▶ What you are asked to do: Type out the entries again, keeping every word unchanged.

▶ Source data:

● ● ● ●

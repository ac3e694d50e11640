//! Plan a route between two named Chennai locations.
//!
//! Usage:
//!   cargo run -p saferoute-cli --bin plan_route -- --from "Chennai Central" --to "Chennai Airport" --avoid-all

use anyhow::Context;
use clap::{Parser, ValueEnum};
use saferoute_cli::{init_tracing, report, Config};
use saferoute_core::{
    sort_by_exposure, to_geojson_string, HazardQuery, Route, RouteResult, TravelMode,
};
use std::path::PathBuf;

#[derive(Debug, Clone, Copy, ValueEnum)]
enum Kind {
    /// Never enters an avoided zone
    Safe,
    /// Minimum travel time; avoided zones only cost more
    Fastest,
    /// Both, least hazard-exposed first
    Both,
}

/// Compute a fastest or secure route
#[derive(Parser, Debug)]
#[command(author, version, about)]
struct Args {
    /// Start location name
    #[arg(long)]
    from: String,

    /// Destination location name
    #[arg(long)]
    to: String,

    /// Travel mode: car, walk or bike
    #[arg(long, default_value = "car")]
    mode: TravelMode,

    /// Route kind
    #[arg(long, value_enum, default_value_t = Kind::Safe)]
    kind: Kind,

    /// Avoid high-crime areas
    #[arg(long)]
    avoid_crime: bool,

    /// Avoid flood-prone areas
    #[arg(long)]
    avoid_flood: bool,

    /// Avoid heavy-traffic areas
    #[arg(long)]
    avoid_traffic: bool,

    /// Shorthand for all three avoidance flags
    #[arg(long)]
    avoid_all: bool,

    /// Print only the start, direction changes and end
    #[arg(long)]
    turns: bool,

    /// Print the route as JSON instead of text
    #[arg(long)]
    json: bool,

    /// Also write the least exposed route as a GeoJSON feature to this file
    #[arg(long)]
    geojson: Option<PathBuf>,
}

impl Args {
    fn query(&self) -> HazardQuery {
        if self.avoid_all {
            return HazardQuery::ALL;
        }
        HazardQuery {
            avoid_high_crime: self.avoid_crime,
            avoid_flood_prone: self.avoid_flood,
            avoid_heavy_traffic: self.avoid_traffic,
        }
    }
}

fn main() -> anyhow::Result<()> {
    let args = Args::parse();
    let config = Config::from_env();
    init_tracing(config.log_format)?;

    let service = config.build_service();
    let query = args.query();
    tracing::info!(
        from = %args.from,
        to = %args.to,
        mode = %args.mode,
        kind = ?args.kind,
        "planning route"
    );

    let safe = || service.find_safe_route(&args.from, &args.to, args.mode, &query);
    let fastest = || service.find_fastest_route(&args.from, &args.to, args.mode, &query);
    let mut routes = match args.kind {
        Kind::Safe => vec![planned(safe())?],
        Kind::Fastest => vec![planned(fastest())?],
        Kind::Both => {
            // A secure route may not exist; the fastest one still gets reported.
            let mut routes = vec![planned(fastest())?];
            match safe() {
                Ok(route) => routes.push(route),
                Err(failure) => eprintln!("{}", failure.user_message()),
            }
            routes
        }
    };
    sort_by_exposure(&mut routes);

    if args.json {
        println!("{}", serde_json::to_string_pretty(&routes)?);
    } else {
        for (i, route) in routes.iter().enumerate() {
            if i > 0 {
                println!();
            }
            print!("{}", report::route_report(route, args.turns));
        }
    }

    if let (Some(path), Some(route)) = (&args.geojson, routes.first()) {
        let text = to_geojson_string(route)?;
        std::fs::write(path, text)
            .with_context(|| format!("failed to write {}", path.display()))?;
        tracing::info!(path = %path.display(), "wrote GeoJSON");
    }
    Ok(())
}

fn planned(result: RouteResult<Route>) -> anyhow::Result<Route> {
    result.map_err(|failure| {
        tracing::warn!(%failure, "route planning failed");
        anyhow::anyhow!(failure.user_message())
    })
}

● ● ● ●

▶ Response for this exercise:
repository ac3e694d50e11640
//! Plan a route between two named Chennai locations.
//!
//! Usage:
//!   cargo run -p saferoute-cli --bin plan_route -- --from "Chennai Central" --to "Chennai Airport" --avoid-all

use anyhow::Context;
use clap::{Parser, ValueEnum};
use saferoute_cli::{init_tracing, report, Config};
use saferoute_core::{
    sort_by_exposure, to_geojson_string, HazardQuery, Route, RouteResult, TravelMode,
};
use std::path::PathBuf;

#[derive(Debug, Clone, Copy, ValueEnum)]
enum Kind {
    /// Never enters an avoided zone
    Safe,
    /// Minimum travel time; avoided zones only cost more
    Fastest,
    /// Both, least hazard-exposed first
    Both,
}

/// Compute a fastest or secure route
#[derive(Parser, Debug)]
#[command(author, version, about)]
struct Args {
    /// Start location name
    #[arg(long)]
    from: String,

    /// Destination location name
    #[arg(long)]
    to: String,

    /// Travel mode: car, walk or bike
    #[arg(long, default_value = "car")]
    mode: TravelMode,

    /// Route kind
    #[arg(long, value_enum, default_value_t = Kind::Safe)]
    kind: Kind,

    /// Avoid high-crime areas
    #[arg(long)]
    avoid_crime: bool,

    /// Avoid flood-prone areas
    #[arg(long)]
    avoid_flood: bool,

    /// Avoid heavy-traffic areas
    #[arg(long)]
    avoid_traffic: bool,

    /// Shorthand for all three avoidance flags
    #[arg(long)]
    avoid_all: bool,

    /// Print only the start, direction changes and end
    #[arg(long)]
    turns: bool,

    /// Print the route as JSON instead of text
    #[arg(long)]
    json: bool,

    /// Also write the least exposed route as a GeoJSON feature to this file
    #[arg(long)]
    geojson: Option<PathBuf>,
}

impl Args {
    fn query(&self) -> HazardQuery {
        if self.avoid_all {
            return HazardQuery::ALL;
        }
        HazardQuery {
            avoid_high_crime: self.avoid_crime,
            avoid_flood_prone: self.avoid_flood,
            avoid_heavy_traffic: self.avoid_traffic,
        }
    }
}

fn main() -> anyhow::Result<()> {
    let args = Args::parse();
    let config = Config::from_env();
    init_tracing(config.log_format)?;

    let service = config.build_service();
    let query = args.query();
    tracing::info!(
        from = %args.from,
        to = %args.to,
        mode = %args.mode,
        kind = ?args.kind,
        "planning route"
    );

    let safe = || service.find_safe_route(&args.from, &args.to, args.mode, &query);
    let fastest = || service.find_fastest_route(&args.from, &args.to, args.mode, &query);
    let mut routes = match args.kind {
        Kind::Safe => vec![planned(safe())?],
        Kind::Fastest => vec![planned(fastest())?],
        Kind::Both => {
            // A secure route may not exist; the fastest one still gets reported.
            let mut routes = vec![planned(fastest())?];
            match safe() {
                Ok(route) => routes.push(route),
                Err(failure) => eprintln!("{}", failure.user_message()),
            }
            routes
        }
    };
    sort_by_exposure(&mut routes);

    if args.json {
        println!("{}", serde_json::to_string_pretty(&routes)?);
    } else {
        for (i, route) in routes.iter().enumerate() {
            if i > 0 {
                println!();
            }
            print!("{}", report::route_report(route, args.turns));
        }
    }

    if let (Some(path), Some(route)) = (&args.geojson, routes.first()) {
        let text = to_geojson_string(route)?;
        std::fs::write(path, text)
            .with_context(|| format!("failed to write {}", path.display()))?;
        tracing::info!(path = %path.display(), "wrote GeoJSON");
    }
    Ok(())
}

fn planned(result: RouteResult<Route>) -> anyhow::Result<Route> {
    result.map_err(|failure| {
        tracing::warn!(%failure, "route planning failed");
        anyhow::anyhow!(failure.user_message())
    })
}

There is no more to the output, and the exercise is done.